Se i compagni di lotta scaricano con i fischi i compagni di governo

(...) E sarà forse anche grazie a quei fischi sonori quanto inattesi, che la sinistra di governo ha deciso che anche in questo caso si può dire che la magistratura ha torto e che può sbagliare, che le sentenze si possono contestare tranquillamente.
Ieri Genova ha assistito alla pacifica invasione degli operai dell'Ilva che da Cornigliano sono partiti in corteo alla volta di piazza De Ferrari. Tra loro, in città, si è unito anche il sindaco che ha preso posto subito dopo lo striscione sindacale. E proprio la scelta di accorciarsi il percorso, di unirsi solo per gli ultimi metri, ha fatto andare in bestia i lavoratori.

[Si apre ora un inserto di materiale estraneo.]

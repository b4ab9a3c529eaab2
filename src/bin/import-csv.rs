use std::path::PathBuf;

use clap::Parser;
use task_api::import::{import_file, TasksClient};
use task_api::observability::logging;

#[derive(Parser)]
#[command(name = "import-csv")]
#[command(about = "Create one task per row of a CSV file", long_about = None)]
struct Cli {
    /// API base URL.
    #[arg(short, long, default_value = "http://localhost:3333")]
    url: String,

    /// Field delimiter.
    #[arg(short, long, default_value_t = ',')]
    delimiter: char,

    /// File to import; the first line is a header.
    #[arg(default_value = "./tasks.csv")]
    file: PathBuf,
}

#[tokio::main]
async fn main() -> Result<(), Box<dyn std::error::Error>> {
    let cli = Cli::parse();
    logging::init_logging("info");

    if !cli.delimiter.is_ascii() {
        return Err(format!("delimiter must be an ASCII character, got {:?}", cli.delimiter).into());
    }
    let delimiter = cli.delimiter as u8;

    let client = TasksClient::new(&cli.url);
    match import_file(&client, &cli.file, delimiter).await {
        Ok(summary) => {
            println!(
                "Import CSV done! {} sent, {} created, {} rejected",
                summary.sent, summary.created, summary.rejected
            );
            Ok(())
        }
        Err(e) => {
            eprintln!("Error on import CSV: {}", e);
            Err(e.into())
        }
    }
}
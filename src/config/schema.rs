//! Configuration schema definitions.
//!
//! All types derive Serde traits for deserialization from TOML files.
//! Every field has a default so an empty file is a valid configuration.

use std::path::{Path, PathBuf};

use serde::{Deserialize, Serialize};

/// Root configuration for the API server.
#[derive(Debug, Clone, Deserialize, Serialize, Default)]
#[serde(default)]
pub struct ApiConfig {
    /// Listener configuration (bind address).
    pub listener: ListenerConfig,

    /// Backing data file.
    pub storage: StorageConfig,

    /// Timeout configuration.
    pub timeouts: TimeoutConfig,

    /// Request size limits.
    pub limits: LimitsConfig,

    /// Observability settings.
    pub observability: ObservabilityConfig,
}

/// Listener configuration.
#[derive(Debug, Clone, Deserialize, Serialize)]
#[serde(default)]
pub struct ListenerConfig {
    /// Bind address (e.g., "0.0.0.0:3333").
    pub bind_address: String,
}

impl Default for ListenerConfig {
    fn default() -> Self {
        Self {
            bind_address: "0.0.0.0:3333".to_string(),
        }
    }
}

/// Storage configuration.
#[derive(Debug, Clone, Deserialize, Serialize)]
#[serde(default)]
pub struct StorageConfig {
    /// JSON document path. Relative paths resolve against the install directory.
    pub data_file: PathBuf,
}

impl Default for StorageConfig {
    fn default() -> Self {
        Self {
            data_file: PathBuf::from("db.json"),
        }
    }
}

impl StorageConfig {
    /// Directory relative data files resolve against.
    pub fn install_dir() -> &'static Path {
        Path::new(env!("CARGO_MANIFEST_DIR"))
    }

    /// The data file as an absolute (or install-relative) path.
    pub fn resolved_path(&self) -> PathBuf {
        if self.data_file.is_absolute() {
            self.data_file.clone()
        } else {
            Self::install_dir().join(&self.data_file)
        }
    }
}

/// Timeout configuration.
#[derive(Debug, Clone, Deserialize, Serialize)]
#[serde(default)]
pub struct TimeoutConfig {
    /// Request timeout (total time for request/response) in seconds.
    pub request_secs: u64,
}

impl Default for TimeoutConfig {
    fn default() -> Self {
        Self { request_secs: 30 }
    }
}

/// Request limits.
#[derive(Debug, Clone, Deserialize, Serialize)]
#[serde(default)]
pub struct LimitsConfig {
    /// Maximum accepted request body in bytes.
    pub max_body_bytes: usize,
}

impl Default for LimitsConfig {
    fn default() -> Self {
        Self {
            max_body_bytes: 1024 * 1024,
        }
    }
}

/// Observability configuration.
#[derive(Debug, Clone, Deserialize, Serialize)]
#[serde(default)]
pub struct ObservabilityConfig {
    /// Log level (trace, debug, info, warn, error).
    pub log_level: String,

    /// Enable metrics endpoint.
    pub metrics_enabled: bool,

    /// Metrics endpoint bind address.
    pub metrics_address: String,
}

impl Default for ObservabilityConfig {
    fn default() -> Self {
        Self {
            log_level: "info".to_string(),
            metrics_enabled: false,
            metrics_address: "0.0.0.0:9090".to_string(),
        }
    }
}

#[cfg(test)]
mod tests {
    use super::*;

    #[test]
    fn test_empty_toml_uses_defaults() {
        let config: ApiConfig = toml::from_str("").unwrap();

        assert_eq!(config.listener.bind_address, "0.0.0.0:3333");
        assert_eq!(config.storage.data_file, PathBuf::from("db.json"));
        assert_eq!(config.timeouts.request_secs, 30);
        assert_eq!(config.limits.max_body_bytes, 1024 * 1024);
        assert!(!config.observability.metrics_enabled);
    }

    #[test]
    fn test_partial_toml() {
        let config: ApiConfig = toml::from_str(
            r#"
            [listener]
            bind_address = "127.0.0.1:4000"

            [storage]
            data_file = "/var/lib/tasks/db.json"
            "#,
        )
        .unwrap();

        assert_eq!(config.listener.bind_address, "127.0.0.1:4000");
        assert_eq!(
            config.storage.resolved_path(),
            PathBuf::from("/var/lib/tasks/db.json")
        );
        assert_eq!(config.observability.log_level, "info");
    }

    #[test]
    fn test_relative_data_file_resolves_against_install_dir() {
        let storage = StorageConfig::default();
        assert_eq!(
            storage.resolved_path(),
            StorageConfig::install_dir().join("db.json")
        );
    }
}
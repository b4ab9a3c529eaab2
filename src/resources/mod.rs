//! HTTP resources and the route table that serves them.
//!
//! # Routes
//! ```text
//! GET    /users?search=   → users::list
//! POST   /users           → users::create
//! PUT    /users/:id       → users::update
//! DELETE /users/:id       → users::delete
//! GET    /tasks?search=   → tasks::list
//! POST   /tasks           → tasks::create
//! PUT    /tasks/:id       → tasks::update
//! DELETE /tasks/:id       → tasks::delete
//! PATCH  /tasks/:id/completed → tasks::toggle_completed
//! ```

pub mod tasks;
pub mod users;
pub mod validation;

use crate::routing::RouteTable;
use crate::store::Database;

/// Build the full route table. Every handler holds its own clone of `database`.
pub fn routes(database: &Database) -> RouteTable {
    let table = users::routes(RouteTable::new(), database);
    tasks::routes(table, database)
}

/// The search term, if the client sent a non-empty one.
fn search_term(request: &crate::http::RouteRequest) -> Option<&str> {
    request.query("search").filter(|term| !term.is_empty())
}
//! Trend and lock-time extrapolation math.
//!
//! Pure functions over a slice of samples; no locking, no clock. The
//! analyzer decides which samples are in play and what "now" is.

use chrono::{DateTime, Utc};

use crate::config::TrendConfig;
use crate::types::{clamp_percent, OwnershipDataPoint, TrendDirection, TrendMetrics};

const MILLIS_PER_HOUR: f64 = 3_600_000.0;

/// Signed hours from `from` to `to`.
pub fn hours_between(from: DateTime<Utc>, to: DateTime<Utc>) -> f64 {
    (to - from).num_milliseconds() as f64 / MILLIS_PER_HOUR
}

/// Rate of change between two samples in pp/hour; 0 when no time elapsed.
pub fn velocity_between(a: &OwnershipDataPoint, b: &OwnershipDataPoint) -> f64 {
    let hours = hours_between(a.timestamp, b.timestamp);
    if hours > 0.0 {
        (b.ownership_percent - a.ownership_percent) / hours
    } else {
        0.0
    }
}

/// Velocity of every consecutive pair, oldest first.
pub fn segment_velocities(points: &[OwnershipDataPoint]) -> Vec<f64> {
    points
        .windows(2)
        .map(|w| velocity_between(&w[0], &w[1]))
        .collect()
}

/// Population variance; 0 for fewer than two values.
pub fn variance(values: &[f64]) -> f64 {
    if values.len() < 2 {
        return 0.0;
    }
    let n = values.len() as f64;
    let mean = values.iter().sum::<f64>() / n;
    values.iter().map(|v| (v - mean).powi(2)).sum::<f64>() / n
}

/// exp(-var(velocities) / scale) × min(1, n / saturation), in [0, 1].
pub fn confidence(points: &[OwnershipDataPoint], config: &TrendConfig) -> f64 {
    let stability = (-variance(&segment_velocities(points)) / config.velocity_variance_scale).exp();
    let coverage = (points.len() as f64 / config.confidence_saturation_points).min(1.0);
    let c = stability * coverage;
    if c.is_finite() {
        c.clamp(0.0, 1.0)
    } else {
        0.0
    }
}

/// min(1, |velocity| / scale).
pub fn strength(velocity: f64, config: &TrendConfig) -> f64 {
    let s = (velocity.abs() / config.strength_velocity_scale).min(1.0);
    if s.is_finite() {
        s
    } else {
        0.0
    }
}

/// Second-order extrapolation to lock from the tail of a series.
#[derive(Debug, Clone, Copy, PartialEq)]
pub struct Extrapolation {
    /// Between the last two samples.
    pub velocity: f64,
    /// Last velocity minus the one before it; 0 with fewer than 3 samples.
    pub acceleration: f64,
    /// Hours from the last sample to lock, never negative.
    pub time_to_lock_hours: f64,
    pub linear: f64,
    /// Second-order estimate clamped to [0, 100].
    pub predicted: f64,
}

/// Extrapolate to `lock_time`. Needs at least one point; callers enforce
/// the configured minimum before getting here.
pub fn extrapolate(points: &[OwnershipDataPoint], lock_time: DateTime<Utc>) -> Option<Extrapolation> {
    let last = points.last()?;
    let n = points.len();

    let velocity = if n >= 2 {
        velocity_between(&points[n - 2], last)
    } else {
        0.0
    };
    let acceleration = if n >= 3 {
        velocity - velocity_between(&points[n - 3], &points[n - 2])
    } else {
        0.0
    };

    // Past lock there is nothing left to extrapolate.
    let time_to_lock_hours = hours_between(last.timestamp, lock_time).max(0.0);

    let linear = last.ownership_percent + velocity * time_to_lock_hours;
    let adjusted = linear + 0.5 * acceleration * time_to_lock_hours * time_to_lock_hours;

    Some(Extrapolation {
        velocity,
        acceleration,
        time_to_lock_hours,
        linear,
        predicted: clamp_percent(adjusted),
    })
}

/// Range trend: first vs last sample of `points`, with an optional
/// lock-time prediction. `points` must be non-empty.
pub fn range_trend(
    contest_id: &str,
    player_id: &str,
    points: &[OwnershipDataPoint],
    lock_time: Option<DateTime<Utc>>,
    config: &TrendConfig,
    now: DateTime<Utc>,
) -> Option<TrendMetrics> {
    let first = points.first()?;
    let last = points.last()?;

    let change = last.ownership_percent - first.ownership_percent;
    let elapsed = hours_between(first.timestamp, last.timestamp);
    let velocity = if elapsed > 0.0 { change / elapsed } else { 0.0 };

    let tail = extrapolate(points, lock_time.unwrap_or(last.timestamp))?;
    let predicted = if lock_time.is_some() {
        tail.predicted
    } else {
        last.ownership_percent
    };

    Some(TrendMetrics {
        contest_id: contest_id.to_string(),
        player_id: player_id.to_string(),
        current_ownership: last.ownership_percent,
        prev_ownership: first.ownership_percent,
        ownership_change: change,
        velocity,
        acceleration: tail.acceleration,
        direction: TrendDirection::classify(change, config.direction_deadband),
        strength: strength(velocity, config),
        predicted_ownership_at_lock: predicted,
        confidence: confidence(points, config),
        data_points: points.len(),
        computed_at: now,
    })
}

/// Lock-time prediction: velocity and acceleration come from the tail of
/// the series rather than the whole range. `points` must be non-empty.
pub fn lock_prediction(
    contest_id: &str,
    player_id: &str,
    points: &[OwnershipDataPoint],
    lock_time: DateTime<Utc>,
    config: &TrendConfig,
    now: DateTime<Utc>,
) -> Option<TrendMetrics> {
    let first = points.first()?;
    let last = points.last()?;
    let x = extrapolate(points, lock_time)?;
    let change = last.ownership_percent - first.ownership_percent;

    Some(TrendMetrics {
        contest_id: contest_id.to_string(),
        player_id: player_id.to_string(),
        current_ownership: last.ownership_percent,
        prev_ownership: first.ownership_percent,
        ownership_change: change,
        velocity: x.velocity,
        acceleration: x.acceleration,
        direction: TrendDirection::classify(change, config.direction_deadband),
        strength: strength(x.velocity, config),
        predicted_ownership_at_lock: x.predicted,
        confidence: confidence(points, config),
        data_points: points.len(),
        computed_at: now,
    })
}
//! HTTP ownership feed.
//!
//! Expects `GET {base_url}/contests/{contest_id}/ownership` to return:
//!
//! ```json
//! { "total_entries": 150000, "players": { "p1": 23.4, "p2": 4.1 } }
//! ```
//!
//! Auth (optional): `Authorization: Bearer {key}`.

use anyhow::{Context, Result};
use async_trait::async_trait;
use reqwest::Client;
use serde::Deserialize;
use std::collections::HashMap;
use std::time::Duration;
use tracing::debug;

use super::{OwnershipFetch, OwnershipSource};
use crate::types::{clamp_percent, ContestId, TrackerError, TrackerResult};

const SOURCE_NAME: &str = "http";

// ---------------------------------------------------------------------------
// API response types
// ---------------------------------------------------------------------------

#[derive(Debug, Deserialize)]
struct OwnershipResponse {
    #[serde(default)]
    total_entries: u64,
    #[serde(default)]
    players: HashMap<String, f64>,
}

impl OwnershipResponse {
    fn into_fetch(self) -> OwnershipFetch {
        let ownership = self
            .players
            .into_iter()
            .filter(|(_, pct)| pct.is_finite())
            .map(|(player, pct)| (player, clamp_percent(pct)))
            .collect();
        OwnershipFetch {
            ownership,
            total_entries: self.total_entries,
        }
    }
}

// ---------------------------------------------------------------------------
// Client
// ---------------------------------------------------------------------------

pub struct HttpOwnershipSource {
    http: Client,
    base_url: String,
    api_key: Option<String>,
}

impl HttpOwnershipSource {
    pub fn new(base_url: &str, api_key: Option<String>, timeout: Duration) -> Result<Self> {
        let http = Client::builder()
            .timeout(timeout)
            .user_agent("ownership-tracker/0.1.0")
            .build()
            .context("Failed to build HTTP client for ownership source")?;

        Ok(Self {
            http,
            base_url: base_url.trim_end_matches('/').to_string(),
            api_key,
        })
    }

    fn ownership_url(&self, contest_id: &str) -> String {
        format!(
            "{}/contests/{}/ownership",
            self.base_url,
            urlencoding::encode(contest_id)
        )
    }
}

#[async_trait]
impl OwnershipSource for HttpOwnershipSource {
    async fn fetch_ownership(&self, contest_id: &ContestId) -> TrackerResult<OwnershipFetch> {
        let url = self.ownership_url(contest_id);
        let fetch_err = |message: String| TrackerError::SourceFetch {
            contest_id: contest_id.clone(),
            message,
        };

        debug!(url = %url, "Fetching contest ownership");

        let mut req = self.http.get(&url);
        if let Some(key) = &self.api_key {
            req = req.bearer_auth(key);
        }

        let resp = req
            .send()
            .await
            .map_err(|e| fetch_err(format!("request failed: {e}")))?;

        if !resp.status().is_success() {
            let status = resp.status();
            let body = resp.text().await.unwrap_or_default();
            return Err(fetch_err(format!("HTTP {status}: {body}")));
        }

        let parsed: OwnershipResponse = resp
            .json()
            .await
            .map_err(|e| fetch_err(format!("invalid response body: {e}")))?;

        Ok(parsed.into_fetch())
    }

    fn name(&self) -> &str {
        SOURCE_NAME
    }
}
//! Registry of tracked contests.
//!
//! Lock ordering: the registry lock is taken only to add, remove, look up
//! or enumerate handles and is always released before any contest state
//! lock is taken or any I/O starts. Callers get `Arc` handles and work on
//! them outside the registry lock.

use std::collections::HashMap;
use std::sync::Arc;
use tokio::sync::RwLock;

use super::state::ContestHandle;
use crate::types::{ContestId, TrackerError, TrackerResult};

#[derive(Debug, Default)]
pub struct ContestRegistry {
    contests: RwLock<HashMap<ContestId, Arc<ContestHandle>>>,
}

impl ContestRegistry {
    pub fn new() -> Self {
        Self::default()
    }

    pub async fn insert(&self, handle: Arc<ContestHandle>) -> TrackerResult<()> {
        let mut contests = self.contests.write().await;
        if contests.contains_key(&handle.contest_id) {
            return Err(TrackerError::AlreadyTracked(handle.contest_id.clone()));
        }
        contests.insert(handle.contest_id.clone(), handle);
        Ok(())
    }

    pub async fn remove(&self, contest_id: &str) -> Option<Arc<ContestHandle>> {
        self.contests.write().await.remove(contest_id)
    }

    pub async fn get(&self, contest_id: &str) -> Option<Arc<ContestHandle>> {
        self.contests.read().await.get(contest_id).cloned()
    }

    /// All handles, ordered by contest id.
    pub async fn handles(&self) -> Vec<Arc<ContestHandle>> {
        let mut handles: Vec<_> = self.contests.read().await.values().cloned().collect();
        handles.sort_by(|a, b| a.contest_id.cmp(&b.contest_id));
        handles
    }

    pub async fn len(&self) -> usize {
        self.contests.read().await.len()
    }

    pub async fn is_empty(&self) -> bool {
        self.contests.read().await.is_empty()
    }
}
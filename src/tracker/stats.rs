//! Process-wide tracking counters.

use std::sync::atomic::{AtomicU64, Ordering};
use std::time::Duration;

use crate::types::TrackingStats;

/// Lock-free counters shared by the scheduler, update tasks and queries.
/// Everything except `contests_tracked` only ever increases.
#[derive(Debug, Default)]
pub struct TrackingMetrics {
    contests_tracked: AtomicU64,
    snapshots_created: AtomicU64,
    cache_hits: AtomicU64,
    cache_misses: AtomicU64,
    error_count: AtomicU64,
    updates_timed: AtomicU64,
    total_update_micros: AtomicU64,
}

impl TrackingMetrics {
    pub fn new() -> Self {
        Self::default()
    }

    pub fn inc_contests_tracked(&self) {
        self.contests_tracked.fetch_add(1, Ordering::Relaxed);
    }

    /// Saturates at zero.
    pub fn dec_contests_tracked(&self) {
        let _ = self
            .contests_tracked
            .fetch_update(Ordering::Relaxed, Ordering::Relaxed, |n| n.checked_sub(1));
    }

    pub fn record_snapshot(&self) {
        self.snapshots_created.fetch_add(1, Ordering::Relaxed);
    }

    pub fn record_cache_hit(&self) {
        self.cache_hits.fetch_add(1, Ordering::Relaxed);
    }

    pub fn record_cache_miss(&self) {
        self.cache_misses.fetch_add(1, Ordering::Relaxed);
    }

    pub fn record_error(&self) {
        self.error_count.fetch_add(1, Ordering::Relaxed);
    }

    pub fn record_update_latency(&self, elapsed: Duration) {
        let micros = u64::try_from(elapsed.as_micros()).unwrap_or(u64::MAX);
        self.total_update_micros.fetch_add(micros, Ordering::Relaxed);
        self.updates_timed.fetch_add(1, Ordering::Relaxed);
    }

    pub fn snapshot(&self) -> TrackingStats {
        let timed = self.updates_timed.load(Ordering::Relaxed);
        let total_micros = self.total_update_micros.load(Ordering::Relaxed);
        let avg_update_latency_ms = if timed > 0 {
            total_micros as f64 / timed as f64 / 1_000.0
        } else {
            0.0
        };

        TrackingStats {
            contests_tracked: self.contests_tracked.load(Ordering::Relaxed),
            snapshots_created: self.snapshots_created.load(Ordering::Relaxed),
            cache_hits: self.cache_hits.load(Ordering::Relaxed),
            cache_misses: self.cache_misses.load(Ordering::Relaxed),
            avg_update_latency_ms,
            error_count: self.error_count.load(Ordering::Relaxed),
        }
    }
}
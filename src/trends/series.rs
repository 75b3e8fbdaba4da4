//! Bounded ownership time series for one (contest, player).

use chrono::{DateTime, Utc};
use std::collections::VecDeque;

use crate::types::OwnershipDataPoint;

/// Where a series sits relative to the minimum sample count.
#[derive(Debug, Clone, Copy, PartialEq, Eq)]
pub enum SeriesState {
    Empty,
    Insufficient,
    Trending,
}

/// Time-ordered samples. Timestamps never decrease, length never exceeds
/// the cap passed to `push`/`prune`, and nothing older than the cutoff
/// survives a mutation.
#[derive(Debug, Clone, Default)]
pub struct TrendSeries {
    points: VecDeque<OwnershipDataPoint>,
}

impl TrendSeries {
    pub fn new() -> Self {
        Self::default()
    }

    /// Append a sample, then prune. Returns false (and only prunes) if the
    /// sample is older than the newest point already held.
    pub fn push(&mut self, point: OwnershipDataPoint, max_points: usize, cutoff: DateTime<Utc>) -> bool {
        let in_order = self
            .points
            .back()
            .map_or(true, |last| point.timestamp >= last.timestamp);
        if in_order {
            self.points.push_back(point);
        }
        self.prune(max_points, cutoff);
        in_order
    }

    /// Apply the count cap and the age cutoff. Returns how many points went.
    pub fn prune(&mut self, max_points: usize, cutoff: DateTime<Utc>) -> usize {
        let before = self.points.len();
        while self.points.len() > max_points {
            self.points.pop_front();
        }
        while self.points.front().is_some_and(|p| p.timestamp < cutoff) {
            self.points.pop_front();
        }
        before - self.points.len()
    }

    pub fn len(&self) -> usize {
        self.points.len()
    }

    pub fn is_empty(&self) -> bool {
        self.points.is_empty()
    }

    pub fn last(&self) -> Option<&OwnershipDataPoint> {
        self.points.back()
    }

    pub fn iter(&self) -> impl Iterator<Item = &OwnershipDataPoint> {
        self.points.iter()
    }

    /// Points at or after `since`, oldest first.
    pub fn since(&self, since: DateTime<Utc>) -> Vec<OwnershipDataPoint> {
        self.points
            .iter()
            .filter(|p| p.timestamp >= since)
            .copied()
            .collect()
    }

    /// State as seen from `cutoff` (points older than it do not count).
    pub fn state(&self, min_points: usize, cutoff: DateTime<Utc>) -> SeriesState {
        match self.points.iter().filter(|p| p.timestamp >= cutoff).count() {
            0 => SeriesState::Empty,
            n if n < min_points => SeriesState::Insufficient,
            _ => SeriesState::Trending,
        }
    }
}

Che una volta giunti di fronte al palazzo della Regione hanno chiesto e ottenuto subito l'incontro con il governatore Burlando, che è sceso per confrontarsi insieme ai lavoratori e al sindaco. A quel punto però, dopo le prime parole in politichese che avevano l'inconfondibile sapore dell'aria fritta, il clima si è fatto teso. Molto teso. I due rappresentanti istituzionali, sommersi da urla e fischi, hanno faticato a tenere calmi gli operai. Il contatto fisico, il faccia a faccia è stato al di fuori dei tradizionali canoni sindacali, ma si è sempre mantenuto entro i limiti della corretteza. Le parole del governatore si sono fatte subito comprensive e soprattutto volte a incanalare la protesta al fianco delle istituzioni e non contro: «La vostra esasperazione è giustificata - ha detto - ma dobbiamo essere uniti per spiegare che all'Ilva di Genova siamo riusciti a tenere insieme il lavoro e i problemi ambientali».
Così le dichiarazioni dell'inquilino dell'attico di Piazza De Ferrari si sono rivolte contro le decisioni dei giudici. «Non bisogna spegnere l'altoforno, altrimenti si spegne la siderurgia italiana - ha attaccato Burlando -. La magistratura deve obbligare l'azienda agli interventi necessari per migliorare l'altoforno, ma questo deve rimanere acceso». Un concetto non originalissimo, ma almeno in grado di ribadire una possibile soluzione minima. Più difficile trovare la sostanza nei concetti espressi dal sindaco Doria, che si è lasciato andare a frasi di portata storica. «La situazione è drammatica». Ma và? E ancora: «Non si possono perdere altri posti di lavoro». In effetti. «Il tema della salute è molto importante e delicato». Davvero? «Ma l'Italia non può rimanere senza l'industria, in primo luogo senza l'industria siderurgica». Da non credere.
A quel punto era ormai passata anche la voglia di fischiare. Insomma, alla fine del pistolotto agli operai non è rimasto che rientrare in corteo nella loro fabbrica, a Cornigliano, consapevoli dell'«importanza» di avere le istituzioni locali al loro fianco. Per i loro colleghi giunti da Novi Ligure e Racconigi è stato necessario anche attendere il treno per il rientro al caldo soffocante delle stazioni. Mentre l'unico atto concreto registrato nella giornata su qualcosa che riguardi la zona è stata l'assegnazione delle poltrone di presidente e vice della Società per Cornigliano a Stefano Bernini e Giovanni Calisi.


Chi invece ha poca voglia di ridere e non è disposto ad ascoltare altri discorsi è Franco Grondona, segretario Fiom Cgil Liguria, che passa alle minacce, neppure troppo velate: «Le liti tra magistrati, ministri e ambientalisti non ci interessano - ha detto -. Ci interessa solo che a pagare il prezzo non siano i lavoratori. Se questo avverrà la protesta salirà di livello».